- Data for processing -
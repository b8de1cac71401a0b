use std::sync::Arc;

use clap::{Parser, Subcommand};

use beseda_core::config::Config;
use beseda_core::types::TutorReply;
use beseda_providers::openai::OpenAiClient;
use beseda_speech::elevenlabs::ElevenLabsBackend;
use beseda_speech::{SpeechBackend, SpeechOrchestrator};
use beseda_tutor::session::speech_text;
use beseda_tutor::{StudentLevel, TutorSession};

#[derive(Parser)]
#[command(
    name = "beseda",
    about = "Bilingual Russian/English conversational tutor",
    version
)]
struct Cli {
    #[command(subcommand)]
    command: Commands,

    /// Config file path
    #[arg(short, long, global = true)]
    config: Option<String>,

    /// Enable verbose logging
    #[arg(short, long, global = true)]
    verbose: bool,
}

#[derive(Subcommand)]
enum Commands {
    /// Segment mixed-language text and speak it
    Say {
        /// Text to speak (Russian, English, or both)
        text: String,
    },

    /// One tutoring turn: ask, get a structured reply
    Ask {
        /// Your message to the tutor
        message: String,

        /// Student level (beginner, intermediate, advanced)
        #[arg(long, default_value = "beginner")]
        level: String,

        /// Also speak the reply
        #[arg(long)]
        speak: bool,
    },

    /// Look up a Russian word
    Lookup {
        /// The word to look up
        word: String,
    },

    /// Configuration management
    Config {
        #[command(subcommand)]
        action: ConfigAction,
    },
}

#[derive(Subcommand)]
enum ConfigAction {
    /// Print the effective configuration
    Show,
}

fn parse_level(level: &str) -> StudentLevel {
    match level {
        "intermediate" => StudentLevel::Intermediate,
        "advanced" => StudentLevel::Advanced,
        _ => StudentLevel::Beginner,
    }
}

/// Speak text and wait for the orchestrator to signal completion.
async fn speak_and_wait(orchestrator: &SpeechOrchestrator, text: &str) {
    let (tx, rx) = tokio::sync::oneshot::channel();
    orchestrator.speak(
        text,
        Some(Box::new(move || {
            let _ = tx.send(());
        })),
    );
    let _ = rx.await;
}

fn print_reply(reply: &TutorReply) {
    println!("{}", reply.reply);

    if let Some(corrections) = &reply.corrections {
        println!("\nCorrections:");
        for c in corrections {
            println!("  {} → {}  ({})", c.original, c.corrected, c.explanation);
        }
    }

    if let Some(tip) = &reply.vocabulary_tip {
        println!("\nVocabulary: {} — {}", tip.word, tip.definition);
        for example in &tip.examples {
            println!("  {example}");
        }
    }

    if let Some(tip) = &reply.pronunciation_tip {
        println!("\nPronunciation: {} [{}] — {}", tip.word, tip.phonetic, tip.tip);
    }

    println!("\n{}", reply.follow_up);
}

#[tokio::main]
async fn main() -> anyhow::Result<()> {
    let cli = Cli::parse();

    // Load config first so its logging level can seed the filter
    let config_path = cli
        .config
        .map(std::path::PathBuf::from)
        .unwrap_or_else(Config::default_path);

    let config = Config::load(&config_path)?;

    // Initialize logging: RUST_LOG > --verbose > config > "info"
    let filter = if cli.verbose {
        "debug"
    } else {
        config
            .logging
            .as_ref()
            .and_then(|l| l.level.as_deref())
            .unwrap_or("info")
    };
    tracing_subscriber::fmt()
        .with_env_filter(
            tracing_subscriber::EnvFilter::try_from_default_env()
                .unwrap_or_else(|_| tracing_subscriber::EnvFilter::new(filter)),
        )
        .init();

    tracing::debug!(path = %config_path.display(), "config loaded");

    match cli.command {
        Commands::Say { text } => {
            let speech = config.speech();
            let backend = Arc::new(ElevenLabsBackend::from_config(&speech));
            if !backend.is_available() {
                anyhow::bail!(
                    "Speech not configured. Set speech.api_key in {} or speech.api_key_env.",
                    config_path.display()
                );
            }
            let orchestrator =
                SpeechOrchestrator::new(backend as Arc<dyn SpeechBackend>, speech);
            speak_and_wait(&orchestrator, &text).await;
        }
        Commands::Ask { message, level, speak } => {
            let model = config
                .model
                .clone()
                .ok_or_else(|| anyhow::anyhow!("No model configured. Set the model section in config."))?;
            let client = Arc::new(OpenAiClient::from_config(&model));
            let mut session = TutorSession::new(client, &model, parse_level(&level));

            let reply = session.respond(&message).await?;
            print_reply(&reply);

            if speak {
                let speech = config.speech();
                let backend = Arc::new(ElevenLabsBackend::from_config(&speech));
                let orchestrator =
                    SpeechOrchestrator::new(backend as Arc<dyn SpeechBackend>, speech);
                speak_and_wait(&orchestrator, &speech_text(&reply)).await;
            }
        }
        Commands::Lookup { word } => {
            let model = config
                .model
                .clone()
                .ok_or_else(|| anyhow::anyhow!("No model configured. Set the model section in config."))?;
            let client = Arc::new(OpenAiClient::from_config(&model));
            let session = TutorSession::new(client, &model, StudentLevel::default());

            let card = session.lookup(&word).await?;
            println!("{word}");
            if !card.phonetic.is_empty() {
                println!("[{}]", card.phonetic);
            }
            if !card.translation.is_empty() {
                println!("{}", card.translation);
            }
            for example in &card.examples {
                println!("  {example}");
            }
        }
        Commands::Config { action } => match action {
            ConfigAction::Show => {
                let json = serde_json::to_string_pretty(&config)?;
                println!("{json}");
            }
        },
    }

    Ok(())
}
impl SynthesisJob {
    /// A newer `speak` or an explicit `stop` has taken over the backend.
    fn superseded(&self) -> bool {
        self.generation.load(Ordering::SeqCst) != self.id
    }

    fn preferred_voice(&self, language: LanguageTag) -> Option<&str> {
        match language {
            LanguageTag::Russian => self.config.russian_voice.as_deref(),
            LanguageTag::English => self.config.english_voice.as_deref(),
        }
    }

    async fn run(self, on_complete: Option<CompletionHook>) {
        let voices = self.backend.voices().await;

        let mut state = JobState::Playing(0);
        let mut failure: Option<anyhow::Error> = None;

        while let JobState::Playing(index) = state {
            if self.superseded() {
                state = JobState::Cancelled;
                continue;
            }

            let run = &self.runs[index];
            let voice = select_voice(&voices, run.language, self.preferred_voice(run.language));
            let request = UtteranceRequest {
                text: run.text.clone(),
                language: run.language,
                voice: voice.cloned(),
                rate: self.config.rate,
                pitch: self.config.pitch,
                volume: self.config.volume,
            };

            debug!(index, language = ?run.language, chars = run.text.len(), "issuing run");

            state = match self.backend.speak(&request).await {
                Ok(()) if index + 1 < self.runs.len() => JobState::Playing(index + 1),
                Ok(()) => JobState::Done,
                Err(e) => {
                    warn!(error = %e, index, "synthesis failed mid-job");
                    failure = Some(e);
                    JobState::Failed
                }
            };
        }

        // The last completion may have raced with a supersede.
        if self.superseded() {
            state = JobState::Cancelled;
        }

        match state {
            JobState::Cancelled => {
                // The abandoned hook must not fire; a newer job (or an
                // explicit stop) owns `speaking` now.
            }
            JobState::Done => {
                self.speaking.store(false, Ordering::SeqCst);
                if let Some(complete) = on_complete {
                    complete();
                }
            }
            JobState::Failed => {
                self.speaking.store(false, Ordering::SeqCst);
                if let Some(hook) = &self.on_error {
                    let message = failure
                        .map(|e| e.to_string())
                        .unwrap_or_else(|| "synthesis failed".into());
                    hook(&BesedaError::Speech(message));
                }
                // The turn still completes; the reply is just silent.
                if let Some(complete) = on_complete {
                    complete();
                }
            }
            JobState::Playing(_) => unreachable!("loop exits only in a terminal state"),
        }
    }
}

- The problem -
Only an exact copy of the data above will do.

- Your solution -
repository b8de1cac71401a0b
use std::sync::Arc;

use clap::{Parser, Subcommand};

use beseda_core::config::Config;
use beseda_core::types::TutorReply;
use beseda_providers::openai::OpenAiClient;
use beseda_speech::elevenlabs::ElevenLabsBackend;
use beseda_speech::{SpeechBackend, SpeechOrchestrator};
use beseda_tutor::session::speech_text;
use beseda_tutor::{StudentLevel, TutorSession};

#[derive(Parser)]
#[command(
    name = "beseda",
    about = "Bilingual Russian/English conversational tutor",
    version
)]
struct Cli {
    #[command(subcommand)]
    command: Commands,

    /// Config file path
    #[arg(short, long, global = true)]
    config: Option<String>,

    /// Enable verbose logging
    #[arg(short, long, global = true)]
    verbose: bool,
}

#[derive(Subcommand)]
enum Commands {
    /// Segment mixed-language text and speak it
    Say {
        /// Text to speak (Russian, English, or both)
        text: String,
    },

    /// One tutoring turn: ask, get a structured reply
    Ask {
        /// Your message to the tutor
        message: String,

        /// Student level (beginner, intermediate, advanced)
        #[arg(long, default_value = "beginner")]
        level: String,

        /// Also speak the reply
        #[arg(long)]
        speak: bool,
    },

    /// Look up a Russian word
    Lookup {
        /// The word to look up
        word: String,
    },

    /// Configuration management
    Config {
        #[command(subcommand)]
        action: ConfigAction,
    },
}

#[derive(Subcommand)]
enum ConfigAction {
    /// Print the effective configuration
    Show,
}

fn parse_level(level: &str) -> StudentLevel {
    match level {
        "intermediate" => StudentLevel::Intermediate,
        "advanced" => StudentLevel::Advanced,
        _ => StudentLevel::Beginner,
    }
}

/// Speak text and wait for the orchestrator to signal completion.
async fn speak_and_wait(orchestrator: &SpeechOrchestrator, text: &str) {
    let (tx, rx) = tokio::sync::oneshot::channel();
    orchestrator.speak(
        text,
        Some(Box::new(move || {
            let _ = tx.send(());
        })),
    );
    let _ = rx.await;
}

fn print_reply(reply: &TutorReply) {
    println!("{}", reply.reply);

    if let Some(corrections) = &reply.corrections {
        println!("\nCorrections:");
        for c in corrections {
            println!("  {} → {}  ({})", c.original, c.corrected, c.explanation);
        }
    }

    if let Some(tip) = &reply.vocabulary_tip {
        println!("\nVocabulary: {} — {}", tip.word, tip.definition);
        for example in &tip.examples {
            println!("  {example}");
        }
    }

    if let Some(tip) = &reply.pronunciation_tip {
        println!("\nPronunciation: {} [{}] — {}", tip.word, tip.phonetic, tip.tip);
    }

    println!("\n{}", reply.follow_up);
}

#[tokio::main]
async fn main() -> anyhow::Result<()> {
    let cli = Cli::parse();

    // Load config first so its logging level can seed the filter
    let config_path = cli
        .config
        .map(std::path::PathBuf::from)
        .unwrap_or_else(Config::default_path);

    let config = Config::load(&config_path)?;

    // Initialize logging: RUST_LOG > --verbose > config > "info"
    let filter = if cli.verbose {
        "debug"
    } else {
        config
            .logging
            .as_ref()
            .and_then(|l| l.level.as_deref())
            .unwrap_or("info")
    };
    tracing_subscriber::fmt()
        .with_env_filter(
            tracing_subscriber::EnvFilter::try_from_default_env()
                .unwrap_or_else(|_| tracing_subscriber::EnvFilter::new(filter)),
        )
        .init();

    tracing::debug!(path = %config_path.display(), "config loaded");

    match cli.command {
        Commands::Say { text } => {
            let speech = config.speech();
            let backend = Arc::new(ElevenLabsBackend::from_config(&speech));
            if !backend.is_available() {
                anyhow::bail!(
                    "Speech not configured. Set speech.api_key in {} or speech.api_key_env.",
                    config_path.display()
                );
            }
            let orchestrator =
                SpeechOrchestrator::new(backend as Arc<dyn SpeechBackend>, speech);
            speak_and_wait(&orchestrator, &text).await;
        }
        Commands::Ask { message, level, speak } => {
            let model = config
                .model
                .clone()
                .ok_or_else(|| anyhow::anyhow!("No model configured. Set the model section in config."))?;
            let client = Arc::new(OpenAiClient::from_config(&model));
            let mut session = TutorSession::new(client, &model, parse_level(&level));

            let reply = session.respond(&message).await?;
            print_reply(&reply);

            if speak {
                let speech = config.speech();
                let backend = Arc::new(ElevenLabsBackend::from_config(&speech));
                let orchestrator =
                    SpeechOrchestrator::new(backend as Arc<dyn SpeechBackend>, speech);
                speak_and_wait(&orchestrator, &speech_text(&reply)).await;
            }
        }
        Commands::Lookup { word } => {
            let model = config
                .model
                .clone()
                .ok_or_else(|| anyhow::anyhow!("No model configured. Set the model section in config."))?;
            let client = Arc::new(OpenAiClient::from_config(&model));
            let session = TutorSession::new(client, &model, StudentLevel::default());

            let card = session.lookup(&word).await?;
            println!("{word}");
            if !card.phonetic.is_empty() {
                println!("[{}]", card.phonetic);
            }
            if !card.translation.is_empty() {
                println!("{}", card.translation);
            }
            for example in &card.examples {
                println!("  {example}");
            }
        }
        Commands::Config { action } => match action {
            ConfigAction::Show => {
                let json = serde_json::to_string_pretty(&config)?;
                println!("{json}");
            }
        },
    }

    Ok(())
}
impl SynthesisJob {
    /// A newer `speak` or an explicit `stop` has taken over the backend.
    fn superseded(&self) -> bool {
        self.generation.load(Ordering::SeqCst) != self.id
    }

    fn preferred_voice(&self, language: LanguageTag) -> Option<&str> {
        match language {
            LanguageTag::Russian => self.config.russian_voice.as_deref(),
            LanguageTag::English => self.config.english_voice.as_deref(),
        }
    }

    async fn run(self, on_complete: Option<CompletionHook>) {
        let voices = self.backend.voices().await;

        let mut state = JobState::Playing(0);
        let mut failure: Option<anyhow::Error> = None;

        while let JobState::Playing(index) = state {
            if self.superseded() {
                state = JobState::Cancelled;
                continue;
            }

            let run = &self.runs[index];
            let voice = select_voice(&voices, run.language, self.preferred_voice(run.language));
            let request = UtteranceRequest {
                text: run.text.clone(),
                language: run.language,
                voice: voice.cloned(),
                rate: self.config.rate,
                pitch: self.config.pitch,
                volume: self.config.volume,
            };

            debug!(index, language = ?run.language, chars = run.text.len(), "issuing run");

            state = match self.backend.speak(&request).await {
                Ok(()) if index + 1 < self.runs.len() => JobState::Playing(index + 1),
                Ok(()) => JobState::Done,
                Err(e) => {
                    warn!(error = %e, index, "synthesis failed mid-job");
                    failure = Some(e);
                    JobState::Failed
                }
            };
        }

        // The last completion may have raced with a supersede.
        if self.superseded() {
            state = JobState::Cancelled;
        }

        match state {
            JobState::Cancelled => {
                // The abandoned hook must not fire; a newer job (or an
                // explicit stop) owns `speaking` now.
            }
            JobState::Done => {
                self.speaking.store(false, Ordering::SeqCst);
                if let Some(complete) = on_complete {
                    complete();
                }
            }
            JobState::Failed => {
                self.speaking.store(false, Ordering::SeqCst);
                if let Some(hook) = &self.on_error {
                    let message = failure
                        .map(|e| e.to_string())
                        .unwrap_or_else(|| "synthesis failed".into());
                    hook(&BesedaError::Speech(message));
                }
                // The turn still completes; the reply is just silent.
                if let Some(complete) = on_complete {
                    complete();
                }
            }
            JobState::Playing(_) => unreachable!("loop exits only in a terminal state"),
        }
    }
}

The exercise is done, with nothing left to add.